Start of Block

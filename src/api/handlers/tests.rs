//! End-to-end handler tests over the full router.

use crate::auth::USER_ID_HEADER;
use crate::db::handlers::{Reels, Repository};
use crate::test_utils::{generate_reel, seed_reel, seed_user, seed_video, test_server};
use axum::http::StatusCode;
use serde_json::{Value, json};
use sqlx::PgPool;

#[sqlx::test]
#[test_log::test]
async fn test_register_user(pool: PgPool) {
    let server = test_server(pool);

    let response = server
        .post("/v1/users")
        .json(&json!({
            "first_name": "Ada",
            "last_name": "Lovelace",
            "email": "ada@example.com",
            "password": "opaque-hash",
        }))
        .await;

    response.assert_status(StatusCode::CREATED);

    let body: Value = response.json();
    assert_eq!(body["email"], "ada@example.com");
    assert_eq!(body["email_verified"], false);
    // Sensitive columns never serialize into responses.
    assert!(body.get("password").is_none());
    assert!(body.get("email_verification_token").is_none());

    // Same email again conflicts, and the first account survives.
    let conflict = server
        .post("/v1/users")
        .json(&json!({
            "first_name": "Ada",
            "last_name": "Again",
            "email": "ada@example.com",
            "password": "other",
        }))
        .await;
    conflict.assert_status(StatusCode::CONFLICT);

    let me = server.get("/v1/me").add_header(USER_ID_HEADER, body["id"].as_str().unwrap()).await;
    me.assert_status_ok();
}

#[sqlx::test]
#[test_log::test]
async fn test_register_claims_unowned_reels(pool: PgPool) {
    let video = seed_video(&pool).await;

    let mut request = generate_reel(&video.id, None);
    request.email = "claimant@example.com".to_string();
    seed_reel(&pool, &request).await;

    let server = test_server(pool);

    let response = server
        .post("/v1/users")
        .json(&json!({
            "first_name": "Claire",
            "last_name": "Mant",
            "email": "claimant@example.com",
            "password": "opaque-hash",
        }))
        .await;
    response.assert_status(StatusCode::CREATED);
    let user: Value = response.json();

    let listing = server.get("/v1/reels").add_header(USER_ID_HEADER, user["id"].as_str().unwrap()).await;
    listing.assert_status_ok();

    let body: Value = listing.json();
    assert_eq!(body["data"].as_array().unwrap().len(), 1);
    assert_eq!(body["data"][0]["email"], "claimant@example.com");
    assert_eq!(body["pagination"]["has_more_pages"], false);
}

#[sqlx::test]
#[test_log::test]
async fn test_identity_header_is_required_and_checked(pool: PgPool) {
    let user = seed_user(&pool).await;
    let server = test_server(pool);

    server.get("/v1/me").await.assert_status(StatusCode::UNAUTHORIZED);

    server
        .get("/v1/me")
        .add_header(USER_ID_HEADER, "01AN4Z07BY79KA1307SR9X4MV3")
        .await
        .assert_status(StatusCode::UNAUTHORIZED);

    let me = server.get("/v1/me").add_header(USER_ID_HEADER, &user.id).await;
    me.assert_status_ok();
    let body: Value = me.json();
    assert_eq!(body["email"], user.email);
}

#[sqlx::test]
#[test_log::test]
async fn test_update_me(pool: PgPool) {
    let user = seed_user(&pool).await;
    let server = test_server(pool);

    let response = server
        .patch("/v1/me")
        .add_header(USER_ID_HEADER, &user.id)
        .json(&json!({"first_name": "Renamed"}))
        .await;

    response.assert_status_ok();
    let body: Value = response.json();
    assert_eq!(body["first_name"], "Renamed");
    // Fields absent from the patch keep their value.
    assert_eq!(body["last_name"], user.last_name);
}

#[sqlx::test]
#[test_log::test]
async fn test_video_registration_and_lookup(pool: PgPool) {
    let server = test_server(pool);

    let response = server
        .post("/v1/videos")
        .json(&json!({"key": "uploads/abc", "file_format": "mp4", "size_mb": 20.0}))
        .await;
    response.assert_status(StatusCode::CREATED);

    let video: Value = response.json();
    // The storage key stays internal.
    assert!(video.get("key").is_none());

    let fetched = server.get(&format!("/v1/videos/{}", video["id"].as_str().unwrap())).await;
    fetched.assert_status_ok();

    server
        .get("/v1/videos/01AN4Z07BY79KA1307SR9X4MV3")
        .await
        .assert_status(StatusCode::NOT_FOUND);
}

#[sqlx::test]
#[test_log::test]
async fn test_create_and_confirm_reel(pool: PgPool) {
    let video = seed_video(&pool).await;
    let server = test_server(pool.clone());

    let rejected = server
        .post("/v1/reels")
        .json(&json!({
            "video_id": "01AN4Z07BY79KA1307SR9X4MV3",
            "email": "sender@example.com",
            "delivery_date": "2030-01-01T00:00:00Z",
        }))
        .await;
    rejected.assert_status(StatusCode::BAD_REQUEST);

    let response = server
        .post("/v1/reels")
        .json(&json!({
            "video_id": video.id,
            "email": "sender@example.com",
            "title": "Birthday",
            "recipients": ["friend@example.com"],
            "delivery_date": "2030-01-01T00:00:00Z",
        }))
        .await;
    response.assert_status(StatusCode::CREATED);

    let reel: Value = response.json();
    assert_eq!(reel["delivery_status"], "unconfirmed");
    assert_eq!(reel["recipients"].as_array().unwrap().len(), 1);
    assert!(reel["user_id"].is_null());
    // The confirmation token only ever travels in the confirmation email.
    assert!(reel.get("email_confirmation_token").is_none());

    // The token comes out of storage, the way the email sender would get it.
    let mut conn = pool.acquire().await.unwrap();
    let stored = Reels::new(&mut conn).get_by_id(reel["id"].as_str().unwrap()).await.unwrap();
    drop(conn);

    let confirmed = server
        .post("/v1/reels/confirm")
        .json(&json!({"token": stored.email_confirmation_token}))
        .await;
    confirmed.assert_status_ok();
    let confirmed: Value = confirmed.json();
    assert_eq!(confirmed["delivery_status"], "scheduled");

    // Confirming twice is a no-op.
    let again = server
        .post("/v1/reels/confirm")
        .json(&json!({"token": stored.email_confirmation_token}))
        .await;
    again.assert_status_ok();
    let again: Value = again.json();
    assert_eq!(again["delivery_status"], "scheduled");

    server
        .post("/v1/reels/confirm")
        .json(&json!({"token": "bogus"}))
        .await
        .assert_status(StatusCode::NOT_FOUND);
}

#[sqlx::test]
#[test_log::test]
async fn test_list_reels_pagination_shape(pool: PgPool) {
    let user = seed_user(&pool).await;

    for _ in 0..5 {
        let video = seed_video(&pool).await;
        seed_reel(&pool, &generate_reel(&video.id, Some(&user.id))).await;
    }

    let server = test_server(pool);

    let response = server
        .get("/v1/reels")
        .add_query_param("per_page", 2)
        .add_header(USER_ID_HEADER, &user.id)
        .await;
    response.assert_status_ok();

    let body: Value = response.json();
    assert_eq!(body["data"].as_array().unwrap().len(), 2);
    assert_eq!(body["pagination"]["per_page"], 2);
    assert_eq!(body["pagination"]["has_more_pages"], true);
    let cursor = body["pagination"]["cursor"].as_str().unwrap();
    assert_eq!(cursor, body["data"][1]["id"].as_str().unwrap());

    // An unknown delivery status filter is ignored, not an error.
    let unfiltered = server
        .get("/v1/reels")
        .add_query_param("per_page", 10)
        .add_query_param("delivery_status", "nonsense")
        .add_header(USER_ID_HEADER, &user.id)
        .await;
    unfiltered.assert_status_ok();
    let body: Value = unfiltered.json();
    assert_eq!(body["data"].as_array().unwrap().len(), 5);
    assert_eq!(body["pagination"]["has_more_pages"], false);
}

#[sqlx::test]
#[test_log::test]
async fn test_reel_mutations_are_owner_scoped(pool: PgPool) {
    let owner = seed_user(&pool).await;
    let other = seed_user(&pool).await;
    let video = seed_video(&pool).await;

    let reel = seed_reel(&pool, &generate_reel(&video.id, Some(&owner.id))).await;

    let server = test_server(pool);

    let update = json!({
        "video_id": video.id,
        "email": "updated@example.com",
        "title": "Updated",
        "delivery_date": "2030-01-01T00:00:00Z",
    });

    // Another user's reels read as not-found.
    server
        .put(&format!("/v1/reels/{}", reel.id))
        .add_header(USER_ID_HEADER, &other.id)
        .json(&update)
        .await
        .assert_status(StatusCode::NOT_FOUND);

    let updated = server
        .put(&format!("/v1/reels/{}", reel.id))
        .add_header(USER_ID_HEADER, &owner.id)
        .json(&update)
        .await;
    updated.assert_status_ok();
    let updated: Value = updated.json();
    assert_eq!(updated["title"], "Updated");

    server
        .delete(&format!("/v1/reels/{}", reel.id))
        .add_header(USER_ID_HEADER, &owner.id)
        .await
        .assert_status(StatusCode::NO_CONTENT);

    server
        .get(&format!("/v1/reels/{}", reel.id))
        .await
        .assert_status(StatusCode::NOT_FOUND);
}

#[sqlx::test]
#[test_log::test]
async fn test_recipient_management(pool: PgPool) {
    let owner = seed_user(&pool).await;
    let video = seed_video(&pool).await;

    let reel = seed_reel(&pool, &generate_reel(&video.id, Some(&owner.id))).await;

    let server = test_server(pool);

    let response = server
        .post(&format!("/v1/reels/{}/recipients", reel.id))
        .add_header(USER_ID_HEADER, &owner.id)
        .json(&json!({"emails": ["new@example.com"]}))
        .await;
    response.assert_status_ok();

    let body: Value = response.json();
    let recipients = body["recipients"].as_array().unwrap();
    assert_eq!(recipients.len(), reel.recipients.len() + 1);

    let added = recipients
        .iter()
        .find(|r| r["email"] == "new@example.com")
        .expect("appended recipient missing");

    server
        .delete(&format!("/v1/reels/{}/recipients/{}", reel.id, added["id"].as_str().unwrap()))
        .add_header(USER_ID_HEADER, &owner.id)
        .await
        .assert_status(StatusCode::NO_CONTENT);

    // Deleting a recipient that was never added fails before touching storage.
    server
        .delete(&format!("/v1/reels/{}/recipients/01AN4Z07BY79KA1307SR9X4MV3", reel.id))
        .add_header(USER_ID_HEADER, &owner.id)
        .await
        .assert_status(StatusCode::NOT_FOUND);
}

End of Block

- [WHAT IS BEING ASKED]:
What lines of the preceding data include the string "added"? Pull them out.

- [RESPONSE TO THIS EXERCISE]:
    let added = recipients
        .delete(&format!("/v1/reels/{}/recipients/{}", reel.id, added["id"].as_str().unwrap()))
    // Deleting a recipient that was never added fails before touching storage.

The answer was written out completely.